Она отталкивает его, впрочем, она улыбается. На ней темно-коричневая безрукавка, хлопковые бледно-лиловые брюки в белую с черным полоску, обтягивающие зад, расклешенные. У нее длинные светлые волосы, которыми она слишком часто встряхивает. Неопределенно детская беззащитность и мягкость черт. Она взывает к грубости, к насилию; Лакло[3] уже обессмертил ее. Даже Поль, у которого тоже губа не дура, поглядывает на нее; в самый раз для роли стильной подружки, приятная пустышка из пластмассовой пьески. «П» – вот ее буква. Питер берет ее за руку. Она смотрит перед собой.

Говорит:

– Во всяком случае, Тому здесь нравится.

И следом:

– Мне все же хотелось бы, чтобы он не смотрел на меня так, словно ему неизвестно, кто я.

Питер сжимает ее ладонь.

– По-моему, Аннабел за несколько часов удалось поладить с ним лучше, чем мне за три дня.

– У нее навык есть, только и всего. В возрасте Тома любой из них – эгоистичный ублюдок. Да ты и сама знаешь. Все мы просто суррогаты мальчишек. Такими он видит людей.

– Я устала, Питер.

Он снова целует ее в волосы у виска; затем проводит рукой вниз по спине, поглаживает ягодицы.

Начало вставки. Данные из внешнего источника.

use serde::{Deserialize, Serialize};
use serde_json::{json, Number, Value};

use super::{Entity, FieldSpec};
use crate::database::object_id::ObjectId;

/// Watchlist entry. Numeric fields keep the exact JSON number the client sent.
#[derive(Debug, Clone, PartialEq, Serialize, Deserialize)]
#[serde(rename_all = "camelCase")]
pub struct Movie {
    pub title: String,
    pub director: String,
    pub genre: String,
    pub release_year: Number,
    pub rating: Number,
    pub watched: bool,
}

impl Entity for Movie {
    const COLLECTION: &'static str = "movies";
    const LABEL: &'static str = "Movie";
    const FIELDS: &'static [FieldSpec] = &[
        FieldSpec::text("title"),
        FieldSpec::text("director"),
        FieldSpec::text("genre"),
        FieldSpec::number("releaseYear"),
        FieldSpec::number("rating"),
        FieldSpec::boolean("watched"),
    ];
    const VALIDATION_MESSAGE: &'static str =
        "All fields (title, director, genre, releaseYear, rating, watched) are required with correct data types.";
    const DELETED_MESSAGE: &'static str = "Movie deleted";

    fn created_body(id: ObjectId, movie: &Self) -> Value {
        json!({
            "message": "Movie added",
            "id": id,
            "movie": movie,
        })
    }
}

– Нам что, действительно необходимо дожидаться ночи?

– Вот же нахальная сволочь!

Но она поводит туда-сюда пышной попкой и улыбается.

Впереди Аннабел наконец заговаривает с Кэтрин, одетой в белые «ливайзы» и розовую рубашку; на плече у нее шерстяная сумка в красную полосу, греческая.

– Не стоило тебе приезжать, Кэти.

– Ничего, все нормально.

– Тогда постарайся быть поразговорчивее. Ладно?

– Мне просто нечего сказать. Ничего не могу придумать.

Аннабел переносит корзину в другую руку, искоса взглядывает на сестру.

– Тут я тебе помочь не могу.

– Знаю.

– И не стоит так это подчеркивать.

– Прости.

– Поль вон…

– Бел, я все понимаю.

– А она, по крайней мере, старается.

– Я не могу прятаться за улыбкой. Как ты.

Несколько шагов они проходят в молчании.

Кэтрин произносит:

– Это же не просто…

– Другие счастливы. Чувствуешь себя лишней, сброшенной со счетов. До скончанья времен.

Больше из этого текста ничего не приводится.